From the entries that follow, report every line in which "PythonConfig" occurs.

*EXCERPTED DATA*.
---

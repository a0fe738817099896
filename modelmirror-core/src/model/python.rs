//! Python subprocess adapters for pickled estimators and script factories.
//!
//! The model never runs in-process: a small harness script is executed with
//! `python -c`, receives a JSON request on stdin and writes a JSON reply on
//! stdout.

use crate::config::PythonConfig;
use crate::data::{Dataset, Label};
use crate::error::{AuditError, Result};
use crate::model::{ModelKind, Predictor};
use async_trait::async_trait;
use serde_json::json;
use std::path::{Path, PathBuf};
use std::process::Stdio;
use std::time::Duration;
use tokio::io::AsyncWriteExt;
use tokio::process::Command;
use tracing::debug;

const HARNESS: &str = r#"
import json, sys

def _load(spec):
    if spec["kind"] == "pickle":
        try:
            import joblib
            return joblib.load(spec["path"])
        except ImportError:
            import pickle
            with open(spec["path"], "rb") as fh:
                return pickle.load(fh)
    import importlib.util
    module_spec = importlib.util.spec_from_file_location("modelmirror_user_model", spec["path"])
    module = importlib.util.module_from_spec(module_spec)
    module_spec.loader.exec_module(module)
    factory = getattr(module, spec["factory"], None)
    if factory is None or not callable(factory):
        raise LookupError("factory '%s' not found in %s" % (spec["factory"], spec["path"]))
    return factory()

def _frame(data):
    try:
        import pandas as pd
        return pd.DataFrame(data["rows"], columns=data["columns"])
    except ImportError:
        return data["rows"]

def _plain(value):
    return value.item() if hasattr(value, "item") else value

def _predict(model, data):
    frame = _frame(data)
    if hasattr(model, "predict"):
        out = model.predict(frame)
    elif callable(model):
        out = model(frame)
    else:
        raise TypeError("model exposes neither predict() nor __call__")
    return [_plain(v) for v in list(out)]

request = json.load(sys.stdin)
model = _load(request["model"])
if request["action"] == "describe":
    names = getattr(model, "feature_names_in_", None)
    json.dump({"features": [str(n) for n in names] if names is not None else None}, sys.stdout)
elif request["action"] == "predict_many":
    json.dump({"batches": [_predict(model, data) for data in request["frames"]]}, sys.stdout)
else:
    json.dump({"predictions": _predict(model, request["data"])}, sys.stdout)
"#;

/// Managed Python subprocess runner.
#[derive(Debug, Clone)]
pub struct PythonRuntime {
    python_path: PathBuf,
    venv_path: Option<PathBuf>,
    timeout: Duration,
}

impl PythonRuntime {
    pub fn new(config: &PythonConfig) -> Self {
        Self {
            python_path: config.python_path.clone(),
            venv_path: config.venv_path.clone(),
            timeout: Duration::from_secs(config.timeout_secs),
        }
    }

    /// Get the effective Python command (accounting for venv).
    fn python_cmd(&self) -> PathBuf {
        if let Some(venv) = &self.venv_path {
            let bin_dir = if cfg!(windows) { "Scripts" } else { "bin" };
            venv.join(bin_dir).join("python")
        } else {
            self.python_path.clone()
        }
    }

    /// Run a Python script with a JSON request on stdin and a JSON reply on stdout.
    pub async fn run_script(
        &self,
        script: &str,
        input: &serde_json::Value,
    ) -> Result<serde_json::Value> {
        let payload = serde_json::to_vec(input)?;
        debug!(script_len = script.len(), input_bytes = payload.len(), "Running Python script");

        let result = tokio::time::timeout(self.timeout, async {
            let mut child = Command::new(self.python_cmd())
                .args(["-c", script])
                .stdin(Stdio::piped())
                .stdout(Stdio::piped())
                .stderr(Stdio::piped())
                .kill_on_drop(true)
                .spawn()
                .map_err(|e| AuditError::Python(format!("Failed to spawn Python: {e}")))?;

            // A script that exits early closes the pipe; its exit status
            // and stderr carry the real error.
            if let Some(mut stdin) = child.stdin.take() {
                let _ = stdin.write_all(&payload).await;
                drop(stdin);
            }

            let output = child.wait_with_output().await?;
            if !output.status.success() {
                let stderr = String::from_utf8_lossy(&output.stderr);
                return Err(AuditError::Python(format!(
                    "Python script failed ({}): {}",
                    output.status,
                    last_line(&stderr)
                )));
            }

            let stdout = String::from_utf8_lossy(&output.stdout);
            serde_json::from_str(stdout.trim())
                .map_err(|e| AuditError::Python(format!("Invalid JSON output: {e}")))
        })
        .await;

        match result {
            Ok(inner) => inner,
            Err(_) => Err(AuditError::Timeout(format!(
                "Python script timed out after {}s",
                self.timeout.as_secs()
            ))),
        }
    }
}

/// Python exceptions end with `Type: message` on the last stderr line.
fn last_line(stderr: &str) -> &str {
    stderr
        .lines()
        .rev()
        .find(|l| !l.trim().is_empty())
        .unwrap_or("no error output")
}

/// How the harness should materialise the model.
#[derive(Debug, Clone, PartialEq, Eq)]
pub enum PythonModelSource {
    Pickle { path: PathBuf },
    Factory { path: PathBuf, factory: String },
}

impl PythonModelSource {
    fn to_json(&self) -> serde_json::Value {
        match self {
            Self::Pickle { path } => json!({ "kind": "pickle", "path": path }),
            Self::Factory { path, factory } => {
                json!({ "kind": "factory", "path": path, "factory": factory })
            }
        }
    }

    fn path(&self) -> &Path {
        match self {
            Self::Pickle { path } | Self::Factory { path, .. } => path,
        }
    }
}

/// A model living in a Python subprocess.
#[derive(Debug)]
pub struct PythonPredictor {
    runtime: PythonRuntime,
    source: PythonModelSource,
    features: Option<Vec<String>>,
}

impl PythonPredictor {
    /// Load the model once to check it is usable and read its feature names.
    pub async fn load(source: PythonModelSource, config: &PythonConfig) -> Result<Self> {
        let runtime = PythonRuntime::new(config);
        let request = json!({ "action": "describe", "model": source.to_json() });
        let reply = runtime.run_script(HARNESS, &request).await.map_err(|e| match e {
            AuditError::Python(msg) => AuditError::invalid_model(format!(
                "{} could not be loaded: {msg}",
                source.path().display()
            )),
            other => other,
        })?;
        let features = parse_features(&reply)?;
        debug!(path = %source.path().display(), features = ?features, "Loaded Python model");
        Ok(Self {
            runtime,
            source,
            features,
        })
    }
}

fn parse_features(reply: &serde_json::Value) -> Result<Option<Vec<String>>> {
    match reply.get("features") {
        None | Some(serde_json::Value::Null) => Ok(None),
        Some(serde_json::Value::Array(items)) => Ok(Some(
            items
                .iter()
                .map(|v| v.as_str().map(str::to_string).unwrap_or_else(|| v.to_string()))
                .collect(),
        )),
        Some(other) => Err(AuditError::invalid_model(format!(
            "Unexpected feature list from model: {other}"
        ))),
    }
}

fn labels(value: &serde_json::Value) -> Option<Vec<Label>> {
    value
        .as_array()
        .map(|items| items.iter().map(Label::from_json).collect())
}

fn parse_predictions(reply: &serde_json::Value) -> Result<Vec<Label>> {
    reply
        .get("predictions")
        .and_then(labels)
        .ok_or_else(|| AuditError::prediction("Model reply has no prediction list"))
}

fn parse_batches(reply: &serde_json::Value) -> Result<Vec<Vec<Label>>> {
    let batches = reply
        .get("batches")
        .and_then(|b| b.as_array())
        .ok_or_else(|| AuditError::prediction("Model reply has no batch list"))?;
    batches
        .iter()
        .map(|batch| {
            labels(batch)
                .ok_or_else(|| AuditError::prediction(format!("Malformed prediction batch: {batch}")))
        })
        .collect()
}

fn prediction_error(err: AuditError) -> AuditError {
    match err {
        AuditError::Python(msg) => AuditError::prediction(msg),
        other => other,
    }
}

/// Row-major JSON encoding of a dataset for the harness.
fn encode_rows(rows: &Dataset) -> serde_json::Value {
    let columns = rows.column_names();
    let data: Vec<Vec<serde_json::Value>> = (0..rows.n_rows())
        .map(|i| rows.row(i).into_iter().map(|v| v.to_json()).collect())
        .collect();
    json!({ "columns": columns, "rows": data })
}

#[async_trait]
impl Predictor for PythonPredictor {
    fn kind(&self) -> ModelKind {
        match self.source {
            PythonModelSource::Pickle { .. } => ModelKind::SerializedEstimator,
            PythonModelSource::Factory { .. } => ModelKind::ScriptFactory,
        }
    }

    fn feature_names(&self) -> Option<&[String]> {
        self.features.as_deref()
    }

    async fn predict(&self, rows: &Dataset) -> Result<Vec<Label>> {
        let request = json!({
            "action": "predict",
            "model": self.source.to_json(),
            "data": encode_rows(rows),
        });
        let reply = self
            .runtime
            .run_script(HARNESS, &request)
            .await
            .map_err(prediction_error)?;
        parse_predictions(&reply)
    }

    /// One interpreter start and one model load for the whole batch.
    async fn predict_many(&self, frames: &[Dataset]) -> Result<Vec<Vec<Label>>> {
        if frames.is_empty() {
            return Ok(Vec::new());
        }
        let request = json!({
            "action": "predict_many",
            "model": self.source.to_json(),
            "frames": frames.iter().map(encode_rows).collect::<Vec<_>>(),
        });
        debug!(frames = frames.len(), "Batched Python prediction");
        let reply = self
            .runtime
            .run_script(HARNESS, &request)
            .await
            .map_err(prediction_error)?;
        parse_batches(&reply)
    }
}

---

*RESULT OF THIS EXERCISE*.
use crate::config::PythonConfig;
    pub fn new(config: &PythonConfig) -> Self {
    pub async fn load(source: PythonModelSource, config: &PythonConfig) -> Result<Self> {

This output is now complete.